Given information –
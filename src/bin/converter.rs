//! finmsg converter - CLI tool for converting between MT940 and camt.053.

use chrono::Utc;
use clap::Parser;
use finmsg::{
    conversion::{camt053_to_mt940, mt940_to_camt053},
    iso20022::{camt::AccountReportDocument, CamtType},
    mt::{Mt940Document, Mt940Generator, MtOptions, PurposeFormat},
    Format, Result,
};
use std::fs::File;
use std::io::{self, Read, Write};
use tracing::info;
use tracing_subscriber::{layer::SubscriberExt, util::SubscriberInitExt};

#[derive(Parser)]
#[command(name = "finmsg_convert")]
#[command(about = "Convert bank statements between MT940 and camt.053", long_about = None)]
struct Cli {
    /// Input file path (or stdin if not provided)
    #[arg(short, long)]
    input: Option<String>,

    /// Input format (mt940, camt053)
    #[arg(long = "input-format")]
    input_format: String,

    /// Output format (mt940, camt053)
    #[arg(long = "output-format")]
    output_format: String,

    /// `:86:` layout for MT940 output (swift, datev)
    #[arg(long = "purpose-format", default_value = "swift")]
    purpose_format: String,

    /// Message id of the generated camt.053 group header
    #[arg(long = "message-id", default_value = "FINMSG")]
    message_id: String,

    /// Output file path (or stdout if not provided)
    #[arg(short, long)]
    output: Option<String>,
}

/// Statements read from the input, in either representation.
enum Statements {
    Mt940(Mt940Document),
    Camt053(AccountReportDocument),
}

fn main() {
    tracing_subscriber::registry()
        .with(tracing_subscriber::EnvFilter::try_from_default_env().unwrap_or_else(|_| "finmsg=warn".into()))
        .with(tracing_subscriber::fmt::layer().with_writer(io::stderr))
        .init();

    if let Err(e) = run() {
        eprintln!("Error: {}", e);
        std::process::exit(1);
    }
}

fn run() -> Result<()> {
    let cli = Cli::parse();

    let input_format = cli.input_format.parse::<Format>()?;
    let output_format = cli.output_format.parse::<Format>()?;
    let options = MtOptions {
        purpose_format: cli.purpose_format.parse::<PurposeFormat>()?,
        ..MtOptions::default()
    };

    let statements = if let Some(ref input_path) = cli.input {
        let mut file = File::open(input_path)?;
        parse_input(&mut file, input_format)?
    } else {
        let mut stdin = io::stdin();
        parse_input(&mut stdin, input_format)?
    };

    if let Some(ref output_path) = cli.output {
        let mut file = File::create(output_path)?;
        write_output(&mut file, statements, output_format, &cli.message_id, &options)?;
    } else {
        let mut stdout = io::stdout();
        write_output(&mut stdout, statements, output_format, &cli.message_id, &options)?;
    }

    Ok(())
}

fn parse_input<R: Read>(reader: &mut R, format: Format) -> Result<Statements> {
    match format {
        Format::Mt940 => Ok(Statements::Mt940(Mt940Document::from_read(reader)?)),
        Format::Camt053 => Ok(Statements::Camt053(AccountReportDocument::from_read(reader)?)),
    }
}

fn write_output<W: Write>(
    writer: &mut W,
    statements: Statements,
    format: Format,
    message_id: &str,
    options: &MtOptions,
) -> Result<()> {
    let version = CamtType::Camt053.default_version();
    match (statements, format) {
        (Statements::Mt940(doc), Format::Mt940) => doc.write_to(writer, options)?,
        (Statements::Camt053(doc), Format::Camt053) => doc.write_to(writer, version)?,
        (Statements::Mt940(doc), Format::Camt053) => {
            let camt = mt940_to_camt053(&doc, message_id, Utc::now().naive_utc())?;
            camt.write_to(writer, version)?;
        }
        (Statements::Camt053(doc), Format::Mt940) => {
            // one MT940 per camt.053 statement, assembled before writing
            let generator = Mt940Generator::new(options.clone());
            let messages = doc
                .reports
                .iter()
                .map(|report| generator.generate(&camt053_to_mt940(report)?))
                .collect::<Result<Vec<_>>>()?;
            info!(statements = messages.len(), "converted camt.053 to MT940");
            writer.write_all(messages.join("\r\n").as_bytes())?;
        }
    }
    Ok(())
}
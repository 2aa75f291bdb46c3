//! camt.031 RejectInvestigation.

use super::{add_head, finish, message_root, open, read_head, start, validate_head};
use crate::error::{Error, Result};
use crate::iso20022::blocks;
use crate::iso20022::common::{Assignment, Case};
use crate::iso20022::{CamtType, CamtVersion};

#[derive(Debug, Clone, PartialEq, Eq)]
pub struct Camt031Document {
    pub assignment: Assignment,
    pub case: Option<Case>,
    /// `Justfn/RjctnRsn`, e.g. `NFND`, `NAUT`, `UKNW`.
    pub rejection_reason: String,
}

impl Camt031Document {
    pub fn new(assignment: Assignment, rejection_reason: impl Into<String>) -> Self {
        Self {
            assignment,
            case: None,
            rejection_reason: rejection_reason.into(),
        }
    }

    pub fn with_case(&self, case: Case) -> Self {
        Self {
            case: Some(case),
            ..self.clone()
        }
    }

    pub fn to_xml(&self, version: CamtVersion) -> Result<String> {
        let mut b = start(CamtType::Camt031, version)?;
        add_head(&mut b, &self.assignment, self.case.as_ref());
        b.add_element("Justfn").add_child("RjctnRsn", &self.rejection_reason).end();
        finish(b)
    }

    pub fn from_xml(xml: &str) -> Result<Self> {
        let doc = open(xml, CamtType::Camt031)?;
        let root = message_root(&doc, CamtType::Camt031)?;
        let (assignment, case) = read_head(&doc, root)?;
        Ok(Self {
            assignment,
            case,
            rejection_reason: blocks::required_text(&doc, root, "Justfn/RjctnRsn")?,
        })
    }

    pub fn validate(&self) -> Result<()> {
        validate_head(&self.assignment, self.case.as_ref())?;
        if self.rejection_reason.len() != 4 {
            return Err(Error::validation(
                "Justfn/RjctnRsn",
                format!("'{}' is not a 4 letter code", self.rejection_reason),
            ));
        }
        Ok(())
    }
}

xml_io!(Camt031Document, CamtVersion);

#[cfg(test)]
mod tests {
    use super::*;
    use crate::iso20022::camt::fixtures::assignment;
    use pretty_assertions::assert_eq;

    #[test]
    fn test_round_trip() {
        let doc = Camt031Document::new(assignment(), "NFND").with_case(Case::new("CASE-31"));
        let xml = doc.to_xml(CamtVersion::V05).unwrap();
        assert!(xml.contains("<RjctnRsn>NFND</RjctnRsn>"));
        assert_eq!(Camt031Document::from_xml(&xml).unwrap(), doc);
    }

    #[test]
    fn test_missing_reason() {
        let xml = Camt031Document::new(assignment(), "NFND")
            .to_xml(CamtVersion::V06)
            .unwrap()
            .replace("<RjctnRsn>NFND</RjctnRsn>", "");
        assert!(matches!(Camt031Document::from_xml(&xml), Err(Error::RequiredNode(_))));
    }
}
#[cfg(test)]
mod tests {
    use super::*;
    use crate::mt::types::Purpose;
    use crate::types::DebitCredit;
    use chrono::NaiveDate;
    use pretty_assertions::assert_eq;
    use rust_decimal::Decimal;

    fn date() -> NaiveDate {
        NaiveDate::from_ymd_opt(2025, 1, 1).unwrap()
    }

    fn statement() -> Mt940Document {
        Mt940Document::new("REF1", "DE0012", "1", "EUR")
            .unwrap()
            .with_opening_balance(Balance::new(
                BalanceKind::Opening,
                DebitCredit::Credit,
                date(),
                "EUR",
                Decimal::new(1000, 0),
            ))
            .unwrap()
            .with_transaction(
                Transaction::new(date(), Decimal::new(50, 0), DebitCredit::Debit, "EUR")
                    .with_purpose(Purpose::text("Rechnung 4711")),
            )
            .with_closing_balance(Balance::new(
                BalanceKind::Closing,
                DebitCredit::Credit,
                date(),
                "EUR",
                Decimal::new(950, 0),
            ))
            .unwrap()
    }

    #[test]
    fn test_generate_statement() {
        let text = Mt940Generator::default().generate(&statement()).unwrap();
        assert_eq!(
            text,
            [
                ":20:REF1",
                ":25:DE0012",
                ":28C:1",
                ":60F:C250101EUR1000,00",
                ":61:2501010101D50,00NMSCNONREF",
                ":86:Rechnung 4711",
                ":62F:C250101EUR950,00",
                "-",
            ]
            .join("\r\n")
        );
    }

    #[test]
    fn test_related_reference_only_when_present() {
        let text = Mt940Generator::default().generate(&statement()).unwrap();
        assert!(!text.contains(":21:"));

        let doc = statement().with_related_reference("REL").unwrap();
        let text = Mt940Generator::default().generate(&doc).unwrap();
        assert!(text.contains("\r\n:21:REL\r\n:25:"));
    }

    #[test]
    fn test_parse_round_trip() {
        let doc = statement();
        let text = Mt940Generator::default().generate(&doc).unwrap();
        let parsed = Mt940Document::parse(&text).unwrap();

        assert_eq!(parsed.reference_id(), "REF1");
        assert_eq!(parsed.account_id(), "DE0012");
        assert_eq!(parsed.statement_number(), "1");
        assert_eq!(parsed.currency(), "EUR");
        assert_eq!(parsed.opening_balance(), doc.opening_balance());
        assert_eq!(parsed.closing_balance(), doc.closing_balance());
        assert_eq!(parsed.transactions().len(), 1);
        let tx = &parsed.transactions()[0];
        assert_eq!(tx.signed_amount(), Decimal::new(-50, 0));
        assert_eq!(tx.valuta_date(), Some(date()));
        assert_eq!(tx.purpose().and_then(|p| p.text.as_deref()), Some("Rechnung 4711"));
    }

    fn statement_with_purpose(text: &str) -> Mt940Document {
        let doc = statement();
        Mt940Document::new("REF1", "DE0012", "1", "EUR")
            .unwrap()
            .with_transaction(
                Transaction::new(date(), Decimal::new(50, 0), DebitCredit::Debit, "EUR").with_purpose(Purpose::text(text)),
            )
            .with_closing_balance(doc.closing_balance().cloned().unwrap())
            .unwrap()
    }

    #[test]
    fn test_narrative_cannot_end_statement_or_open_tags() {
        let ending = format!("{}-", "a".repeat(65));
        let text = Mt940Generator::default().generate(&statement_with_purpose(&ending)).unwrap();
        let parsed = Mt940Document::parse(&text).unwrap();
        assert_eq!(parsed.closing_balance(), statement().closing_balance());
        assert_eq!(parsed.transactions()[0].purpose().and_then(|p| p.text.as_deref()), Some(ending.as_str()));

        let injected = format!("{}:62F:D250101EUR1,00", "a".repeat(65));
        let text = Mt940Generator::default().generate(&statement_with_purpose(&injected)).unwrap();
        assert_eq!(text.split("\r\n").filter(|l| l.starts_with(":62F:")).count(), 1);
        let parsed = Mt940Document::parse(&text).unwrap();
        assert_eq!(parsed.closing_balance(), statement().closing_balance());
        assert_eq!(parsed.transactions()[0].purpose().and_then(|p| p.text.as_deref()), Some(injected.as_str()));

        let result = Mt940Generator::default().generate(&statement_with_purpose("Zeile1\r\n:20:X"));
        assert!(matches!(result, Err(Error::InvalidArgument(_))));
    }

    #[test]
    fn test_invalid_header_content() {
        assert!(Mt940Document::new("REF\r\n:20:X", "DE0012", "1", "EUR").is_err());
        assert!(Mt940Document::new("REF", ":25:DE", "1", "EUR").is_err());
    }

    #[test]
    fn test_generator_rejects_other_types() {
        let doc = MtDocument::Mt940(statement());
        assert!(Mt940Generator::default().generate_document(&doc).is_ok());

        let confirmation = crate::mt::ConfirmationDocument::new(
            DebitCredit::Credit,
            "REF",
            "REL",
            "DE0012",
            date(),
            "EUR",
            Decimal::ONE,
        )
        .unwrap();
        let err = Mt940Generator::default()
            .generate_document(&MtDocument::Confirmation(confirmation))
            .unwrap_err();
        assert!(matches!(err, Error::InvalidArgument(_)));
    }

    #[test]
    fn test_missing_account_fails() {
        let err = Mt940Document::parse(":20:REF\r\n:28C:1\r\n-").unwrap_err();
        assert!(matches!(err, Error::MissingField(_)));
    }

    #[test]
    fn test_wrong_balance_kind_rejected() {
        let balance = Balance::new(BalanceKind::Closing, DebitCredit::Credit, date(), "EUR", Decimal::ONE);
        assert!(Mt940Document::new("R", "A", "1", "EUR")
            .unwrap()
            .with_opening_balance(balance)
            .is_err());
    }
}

Your objective –
Throughout the material, how many lines contain the string "Rechnung"? Answer with the number alone.

Result below –
3